**Stored data**
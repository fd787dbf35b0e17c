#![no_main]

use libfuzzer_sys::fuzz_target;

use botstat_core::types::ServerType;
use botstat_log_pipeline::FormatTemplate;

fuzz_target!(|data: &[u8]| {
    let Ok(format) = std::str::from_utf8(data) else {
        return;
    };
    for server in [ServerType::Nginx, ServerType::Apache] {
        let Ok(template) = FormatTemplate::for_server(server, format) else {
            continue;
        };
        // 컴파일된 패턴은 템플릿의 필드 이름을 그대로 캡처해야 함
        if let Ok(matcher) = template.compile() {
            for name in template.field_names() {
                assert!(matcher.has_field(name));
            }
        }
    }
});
---
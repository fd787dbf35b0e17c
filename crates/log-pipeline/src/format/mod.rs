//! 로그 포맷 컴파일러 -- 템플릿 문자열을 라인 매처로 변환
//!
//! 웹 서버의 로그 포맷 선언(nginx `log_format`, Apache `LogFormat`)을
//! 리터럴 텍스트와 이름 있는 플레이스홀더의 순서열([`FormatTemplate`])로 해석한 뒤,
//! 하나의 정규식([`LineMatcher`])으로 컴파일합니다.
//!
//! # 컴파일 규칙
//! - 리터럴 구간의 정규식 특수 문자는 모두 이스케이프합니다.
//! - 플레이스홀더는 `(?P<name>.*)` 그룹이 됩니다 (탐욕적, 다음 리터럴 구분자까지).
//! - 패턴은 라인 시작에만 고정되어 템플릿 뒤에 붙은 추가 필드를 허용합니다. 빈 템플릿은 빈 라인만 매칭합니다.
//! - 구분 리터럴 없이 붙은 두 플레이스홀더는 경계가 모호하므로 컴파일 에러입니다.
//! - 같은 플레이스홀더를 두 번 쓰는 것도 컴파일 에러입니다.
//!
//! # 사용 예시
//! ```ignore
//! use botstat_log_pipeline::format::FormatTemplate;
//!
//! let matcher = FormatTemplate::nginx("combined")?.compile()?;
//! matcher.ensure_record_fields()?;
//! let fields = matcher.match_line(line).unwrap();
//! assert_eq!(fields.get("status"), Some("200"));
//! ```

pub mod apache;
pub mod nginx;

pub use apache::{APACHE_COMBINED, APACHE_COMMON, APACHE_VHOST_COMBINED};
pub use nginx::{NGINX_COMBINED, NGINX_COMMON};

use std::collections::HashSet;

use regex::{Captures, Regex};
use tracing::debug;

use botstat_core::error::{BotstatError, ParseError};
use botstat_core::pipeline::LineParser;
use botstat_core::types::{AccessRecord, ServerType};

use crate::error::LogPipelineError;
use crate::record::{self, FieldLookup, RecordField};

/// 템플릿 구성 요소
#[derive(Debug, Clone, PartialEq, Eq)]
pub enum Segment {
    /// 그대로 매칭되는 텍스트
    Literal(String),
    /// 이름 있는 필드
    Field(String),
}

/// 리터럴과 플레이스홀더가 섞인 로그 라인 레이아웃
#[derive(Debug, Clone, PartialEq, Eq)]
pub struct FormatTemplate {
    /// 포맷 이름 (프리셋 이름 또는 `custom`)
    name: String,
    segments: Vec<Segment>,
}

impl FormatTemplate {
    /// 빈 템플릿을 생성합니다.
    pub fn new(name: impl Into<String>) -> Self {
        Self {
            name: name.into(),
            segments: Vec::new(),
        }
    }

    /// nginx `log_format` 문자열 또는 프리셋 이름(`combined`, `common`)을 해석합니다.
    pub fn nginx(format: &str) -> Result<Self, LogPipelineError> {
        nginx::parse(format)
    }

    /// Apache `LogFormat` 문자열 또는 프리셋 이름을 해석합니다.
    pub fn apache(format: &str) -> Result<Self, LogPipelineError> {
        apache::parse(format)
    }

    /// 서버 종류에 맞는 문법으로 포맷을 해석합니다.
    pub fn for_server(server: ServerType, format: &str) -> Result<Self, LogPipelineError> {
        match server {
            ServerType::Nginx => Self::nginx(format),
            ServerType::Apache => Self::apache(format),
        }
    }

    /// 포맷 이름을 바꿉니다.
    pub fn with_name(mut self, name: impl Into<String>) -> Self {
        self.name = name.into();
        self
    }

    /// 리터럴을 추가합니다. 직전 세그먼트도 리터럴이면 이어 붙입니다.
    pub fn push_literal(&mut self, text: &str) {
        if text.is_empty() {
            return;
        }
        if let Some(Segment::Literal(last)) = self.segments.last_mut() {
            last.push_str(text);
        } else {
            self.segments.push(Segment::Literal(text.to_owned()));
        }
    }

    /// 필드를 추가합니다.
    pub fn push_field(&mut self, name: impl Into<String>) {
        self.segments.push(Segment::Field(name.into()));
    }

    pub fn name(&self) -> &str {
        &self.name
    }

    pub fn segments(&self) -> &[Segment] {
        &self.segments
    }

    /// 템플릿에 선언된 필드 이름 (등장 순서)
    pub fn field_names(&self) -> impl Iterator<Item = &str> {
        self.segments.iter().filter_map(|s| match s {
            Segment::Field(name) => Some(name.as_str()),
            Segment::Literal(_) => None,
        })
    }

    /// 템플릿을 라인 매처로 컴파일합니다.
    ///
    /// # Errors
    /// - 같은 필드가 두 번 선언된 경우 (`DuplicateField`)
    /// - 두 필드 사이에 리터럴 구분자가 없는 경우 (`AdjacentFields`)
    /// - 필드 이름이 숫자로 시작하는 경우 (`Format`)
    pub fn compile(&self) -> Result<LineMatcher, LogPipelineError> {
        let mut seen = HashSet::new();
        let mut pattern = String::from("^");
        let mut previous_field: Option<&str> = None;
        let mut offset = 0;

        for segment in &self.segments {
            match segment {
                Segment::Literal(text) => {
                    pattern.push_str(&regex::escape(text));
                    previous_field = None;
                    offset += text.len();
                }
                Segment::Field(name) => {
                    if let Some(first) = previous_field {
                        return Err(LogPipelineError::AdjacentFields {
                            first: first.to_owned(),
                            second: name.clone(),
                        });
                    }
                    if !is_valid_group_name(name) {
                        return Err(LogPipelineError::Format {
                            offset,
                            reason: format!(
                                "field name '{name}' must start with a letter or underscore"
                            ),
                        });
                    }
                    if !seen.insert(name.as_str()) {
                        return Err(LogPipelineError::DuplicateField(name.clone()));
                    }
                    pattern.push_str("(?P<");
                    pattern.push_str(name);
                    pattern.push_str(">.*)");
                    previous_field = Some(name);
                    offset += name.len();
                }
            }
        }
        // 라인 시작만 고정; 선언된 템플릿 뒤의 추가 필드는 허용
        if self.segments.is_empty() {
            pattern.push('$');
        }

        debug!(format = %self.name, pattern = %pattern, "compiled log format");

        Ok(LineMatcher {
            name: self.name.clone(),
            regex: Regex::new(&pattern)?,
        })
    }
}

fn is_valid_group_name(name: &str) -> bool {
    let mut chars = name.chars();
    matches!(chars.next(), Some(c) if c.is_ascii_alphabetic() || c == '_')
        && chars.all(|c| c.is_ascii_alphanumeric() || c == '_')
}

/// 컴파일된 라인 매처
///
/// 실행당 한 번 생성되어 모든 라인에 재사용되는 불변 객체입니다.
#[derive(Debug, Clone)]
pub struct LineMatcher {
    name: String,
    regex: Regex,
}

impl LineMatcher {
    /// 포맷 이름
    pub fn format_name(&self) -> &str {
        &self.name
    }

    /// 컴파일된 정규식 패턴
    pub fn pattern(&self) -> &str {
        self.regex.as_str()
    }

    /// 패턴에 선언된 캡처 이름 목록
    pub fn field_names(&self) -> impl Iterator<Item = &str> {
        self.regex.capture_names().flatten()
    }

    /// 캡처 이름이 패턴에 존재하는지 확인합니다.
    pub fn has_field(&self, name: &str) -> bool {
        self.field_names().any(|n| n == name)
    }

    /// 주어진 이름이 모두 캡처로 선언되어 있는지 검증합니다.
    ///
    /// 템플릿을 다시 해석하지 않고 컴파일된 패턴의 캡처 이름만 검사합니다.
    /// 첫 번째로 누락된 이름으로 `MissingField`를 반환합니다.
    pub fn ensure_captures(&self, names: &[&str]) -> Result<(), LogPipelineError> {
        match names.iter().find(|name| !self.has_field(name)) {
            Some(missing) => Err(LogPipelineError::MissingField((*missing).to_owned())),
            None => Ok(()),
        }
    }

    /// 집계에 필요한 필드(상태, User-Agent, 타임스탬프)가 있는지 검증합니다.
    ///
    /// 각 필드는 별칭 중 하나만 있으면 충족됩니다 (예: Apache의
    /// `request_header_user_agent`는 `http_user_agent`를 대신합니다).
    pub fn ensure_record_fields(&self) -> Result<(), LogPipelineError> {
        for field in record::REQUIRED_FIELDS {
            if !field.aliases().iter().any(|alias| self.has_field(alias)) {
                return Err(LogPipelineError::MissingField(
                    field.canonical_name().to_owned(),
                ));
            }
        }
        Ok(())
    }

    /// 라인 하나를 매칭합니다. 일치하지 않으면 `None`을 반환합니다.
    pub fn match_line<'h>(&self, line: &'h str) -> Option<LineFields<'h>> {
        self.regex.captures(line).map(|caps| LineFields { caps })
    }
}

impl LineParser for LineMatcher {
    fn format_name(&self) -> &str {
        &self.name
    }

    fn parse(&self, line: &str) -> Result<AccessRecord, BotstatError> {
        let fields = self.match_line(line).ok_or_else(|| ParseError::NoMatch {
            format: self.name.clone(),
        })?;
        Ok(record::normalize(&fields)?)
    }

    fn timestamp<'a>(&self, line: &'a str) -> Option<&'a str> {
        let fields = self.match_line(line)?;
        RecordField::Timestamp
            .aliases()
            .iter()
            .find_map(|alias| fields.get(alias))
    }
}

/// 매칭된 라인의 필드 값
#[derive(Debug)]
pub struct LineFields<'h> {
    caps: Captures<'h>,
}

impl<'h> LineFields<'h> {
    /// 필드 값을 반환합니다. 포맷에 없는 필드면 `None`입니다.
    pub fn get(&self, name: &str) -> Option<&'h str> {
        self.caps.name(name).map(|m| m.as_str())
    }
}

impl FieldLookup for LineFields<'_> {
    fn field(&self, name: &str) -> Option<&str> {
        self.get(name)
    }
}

**What needs to be done**
Report all lines of the data that include the word "검증합니다".

**Exercise output**
    /// 주어진 이름이 모두 캡처로 선언되어 있는지 검증합니다.
    /// 집계에 필요한 필드(상태, User-Agent, 타임스탬프)가 있는지 검증합니다.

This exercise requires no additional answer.